October 2008 - Posts
One of the forums that I visit daily (well, I am the moderator after all...) has a funny picture thread.
This one made me laugh out loud:

Last week I bought myself a zune, and since my main computer during the day is my company laptop, I wanted to install it on that one. Unfortunately, going to zune.net didn;t help because the first thing the installer does is to check if Windows Update is enabled. And if it isn't, it aborts. Of course, if you don;t have an internet connection at all, it aborts as well.
My laptop is ruled by company policies, and security is not a laughing matter here. Regardless of what my opinions are, I am not going to tamper with that, since that would be very much a 'Bad Thing (tm)'.
After a lof of googling I discovered that a lot of people have this problem, and the folks at Zune.net seem to think that this situation needs no special attention. Luckily I found the solution on a zune forum. There are lot of alternate approches, but they require some degree of hacking with settings, which I do not want to do.
- Download the client package which contains all the files, and not the setup shim you can find on Zune.net
- Extract the files
- Navigate to the packages folder in x86 folder.
- Install wmfdist11-windowsxp-x86-enu.exe
- Install windowsxp-kb915865-v11-x86-enu.exe
- Install zune-x86.msi
- Restart the computer
- Connect your Zune and wait for the driver isntallation and device detection
For x64 the setup will be similar, but you won't need the kb patch. It shouldn't be too hard to figure out which files to install if you have an x64 system.
I have to admit I am a bit disappointed by Microsoft and the Zune folks for not explaining this in the FAQ on Zune.net or somewhere else where you can easily find it.
I am not the only one with a corporate laptop and a zune, and many people seem to have had this problem, judging by the number of hits I got.
It seems the Zune decision makers want to force people to be online.
This has been sitting in my drafts folder for a long time, but I finally got around to finishing this blog post. The knife shop in a nearby city held a firesale, and my wife told me I could go and have a look and see if there was anything worth having... I don't what I did to earn this but I wasn't about to complain.

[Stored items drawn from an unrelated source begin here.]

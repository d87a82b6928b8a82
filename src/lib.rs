//! The library code for the `dongfu` static blog exporter. A run turns the
//! content of a blog (articles, tags, comments, and board messages) into a
//! self-contained tree of plain files that can be served without any server
//! code, e.g. from GitHub Pages.
//!
//! The architecture breaks down into three steps:
//!
//! 1. Capturing an immutable [`repository::Snapshot`] of the visible content
//!    from a [`repository::Repository`]
//! 2. Enumerating the output units ([`unit`]): one file per page, with a
//!    fixed file-name scheme
//! 3. Rendering every unit to disk ([`write`], [`build`]) and copying static
//!    assets and media alongside ([`assets`])
//!
//! Article bodies are Markdown. They are rendered by [`markdown::to_html`]
//! and cleaned by an allow-list ([`sanitize`]) before they reach a template.

#![cfg_attr(feature = "fail-on-warnings", deny(warnings))]

pub mod assets;
pub mod build;
pub mod config;
pub mod markdown;
pub mod model;
pub mod repository;
pub mod sanitize;
pub mod sitemap;
pub mod template;
pub mod unit;
pub mod value;
pub mod write;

So after some consideration I decided to buy 2 kitchen knives with a 20% discount. Still nowhere near cheap, but not a bad price, and I had wanted to buy good knives for a long time already. The knives we had up until now are cheap made in china items, made from crappy steel, and way to soft to hold a decent edge. These are the kind of knives found in the average household. Honing, hones and staight razors are my main non-programming hobbies, but up until now, good kitchen knives were not on the household priorities list. Blessings be on my wife for being this generous :)
The first one I picked was the Kai Shun dm-0701 general purpose kitchen knife. It's edge is 6 inches long, and it is made from pattern welded steel which was hammered and folded 5 times to end up with 32 layers of steel. Despite being stainless its Rockwell hardness is 61 +-1, which means that it should take and hold a near-razorsharp edge.

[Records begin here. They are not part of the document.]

//! Builds `sitemap.xml` following the sitemaps.org protocol.

use crate::model::Article;
use crate::unit::detail_file_name;
use chrono::NaiveDate;
use quick_xml::escape::escape;
use url::Url;

const DATE_FORMAT: &str = "%Y-%m-%d";

/// Builds the sitemap for a site served from `base_url`, which must end with
/// `/` and carry no query or fragment (see [`crate::config::RenderConfig`]).
/// The site root comes first with `today` as its modification date, followed
/// by one entry per article in the order given.
pub fn build_sitemap(base_url: &Url, articles: &[Article], today: NaiveDate) -> String {
    let mut lines: Vec<String> = vec![
        r#"<?xml version="1.0" encoding="UTF-8"?>"#.to_owned(),
        r#"<urlset xmlns="http://www.sitemaps.org/schemas/sitemap/0.9">"#.to_owned(),
    ];
    push_url(
        &mut lines,
        base_url.as_str(),
        &today.format(DATE_FORMAT).to_string(),
        "weekly",
        "1.0",
    );
    for article in articles {
        push_url(
            &mut lines,
            &format!("{}{}", base_url.as_str(), detail_file_name(article.id)),
            &article.published_at.format(DATE_FORMAT).to_string(),
            "monthly",
            "0.8",
        );
    }
    lines.push("</urlset>".to_owned());
    lines.join("\n")
}

fn push_url(lines: &mut Vec<String>, loc: &str, lastmod: &str, changefreq: &str, priority: &str) {
    lines.push("  <url>".to_owned());
    lines.push(format!("    <loc>{}</loc>", escape(loc)));
    lines.push(format!("    <lastmod>{}</lastmod>", lastmod));
    lines.push(format!("    <changefreq>{}</changefreq>", changefreq));
    lines.push(format!("    <priority>{}</priority>", priority));
    lines.push("  </url>".to_owned());
}

#[cfg(test)]
mod tests {
    use super::*;
    use crate::model::tests::article;
    use pretty_assertions::assert_eq;

    #[test]
    fn root_then_articles() {
        let base = Url::parse("https://pangu-immortal.github.io/").unwrap();
        let today = NaiveDate::from_ymd_opt(2024, 6, 1).unwrap();
        let xml = build_sitemap(&base, &[article(9, 20), article(3, 2)], today);
        assert_eq!(
            xml,
            r#"<?xml version="1.0" encoding="UTF-8"?>
<urlset xmlns="http://www.sitemaps.org/schemas/sitemap/0.9">
  <url>
    <loc>https://pangu-immortal.github.io/</loc>
    <lastmod>2024-06-01</lastmod>
    <changefreq>weekly</changefreq>
    <priority>1.0</priority>
  </url>
  <url>
    <loc>https://pangu-immortal.github.io/article_9.html</loc>
    <lastmod>2024-01-20</lastmod>
    <changefreq>monthly</changefreq>
    <priority>0.8</priority>
  </url>
  <url>
    <loc>https://pangu-immortal.github.io/article_3.html</loc>
    <lastmod>2024-01-02</lastmod>
    <changefreq>monthly</changefreq>
    <priority>0.8</priority>
  </url>
</urlset>"#
        );
    }

    #[test]
    fn escapes_locations() {
        let base = Url::parse("https://example.org/a&b/").unwrap();
        let today = NaiveDate::from_ymd_opt(2024, 6, 1).unwrap();
        let xml = build_sitemap(&base, &[article(4, 3)], today);
        assert!(xml.contains("<loc>https://example.org/a&amp;b/</loc>"), "{}", xml);
        assert!(xml.contains("<loc>https://example.org/a&amp;b/article_4.html</loc>"), "{}", xml);
    }
}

The second knife was the Wusthof 4972 Japanese style vegetable knife. It's edge is also 6 inches long, and it is made from high quality stainless steel. It has a Rockwell hardness of 58, which should make it a bit easier to hone. I don't know hat to expect of the edge retention qualities, though they should be OK.

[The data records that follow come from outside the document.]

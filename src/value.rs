//! Helpers for building template [`Value`]s. Plain text always enters a
//! context HTML-escaped, so templates can print any field as-is.

use gtmpl_value::Value;
use std::collections::HashMap;

/// Escapes the characters that are significant in HTML text and attribute
/// values.
pub fn escape_html(s: &str) -> String {
    let mut result = String::with_capacity(s.len());
    for c in s.chars() {
        match c {
            '&' => result.push_str("&amp;"),
            '<' => result.push_str("&lt;"),
            '>' => result.push_str("&gt;"),
            '"' => result.push_str("&quot;"),
            '\'' => result.push_str("&#x27;"),
            _ => result.push(c),
        }
    }
    result
}

/// An HTML-escaped string value.
pub fn text(s: &str) -> Value {
    Value::String(escape_html(s))
}

/// A string value that is already HTML (or a URL built from safe parts) and
/// must not be escaped again.
pub fn markup(s: String) -> Value {
    Value::String(s)
}

/// A string value, or `Nil` if there's nothing to show.
pub fn optional(s: Option<String>) -> Value {
    match s {
        Some(s) => Value::String(s),
        None => Value::Nil,
    }
}

/// An object value with the given fields.
pub fn object(fields: Vec<(&str, Value)>) -> Value {
    let mut m: HashMap<String, Value> = HashMap::with_capacity(fields.len());
    for (key, value) in fields {
        m.insert(key.to_owned(), value);
    }
    Value::Object(m)
}

/// Adds fields to an object value. Does nothing to other values.
pub fn extend(value: &mut Value, fields: Vec<(&str, Value)>) {
    if let Value::Object(obj) = value {
        for (key, field) in fields {
            obj.insert(key.to_owned(), field);
        }
    }
}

The Kai, with the belgian blue whetstone on the background

The Wusthof, with the yellow coticule in the background.

The good
Both knives are of a very good quality despite being stainless. The Kai factory edge was sharp enough for my taste, which is rare enough. Factory edges cannot be trusted. They might be sharp enough, but there is a variation, and the factory edge is in no way indicative of the quality of the blade.
I already used both knives, and the balance and the feel of them are excellent. I have already fallen in love with the Japanese knife after I used it to cut meat, and I didn't feel any resistance from the meat. I am still undecided on the Wusthof. I have never used that blade style and I still have to get used to it. Atm my bias is positive.
The bad
Not much bad to speak of yet, except that the knives come without detailed information about the steel, and without honing guidelines. To be honest, this is a bit like complaining that the average car does not come with tuning instructions. 99% of the people wouldn't know true sharpness or quality steel if it hit them in the face (it would be a brief experience :D).
Of the remaining 1% who do care, 99% think that honing a knife is no more complicated that drawing it through some e-z-sharp applicance with ceramic discs (shudder...) or whacking it against a steel 'like they do in the movies'.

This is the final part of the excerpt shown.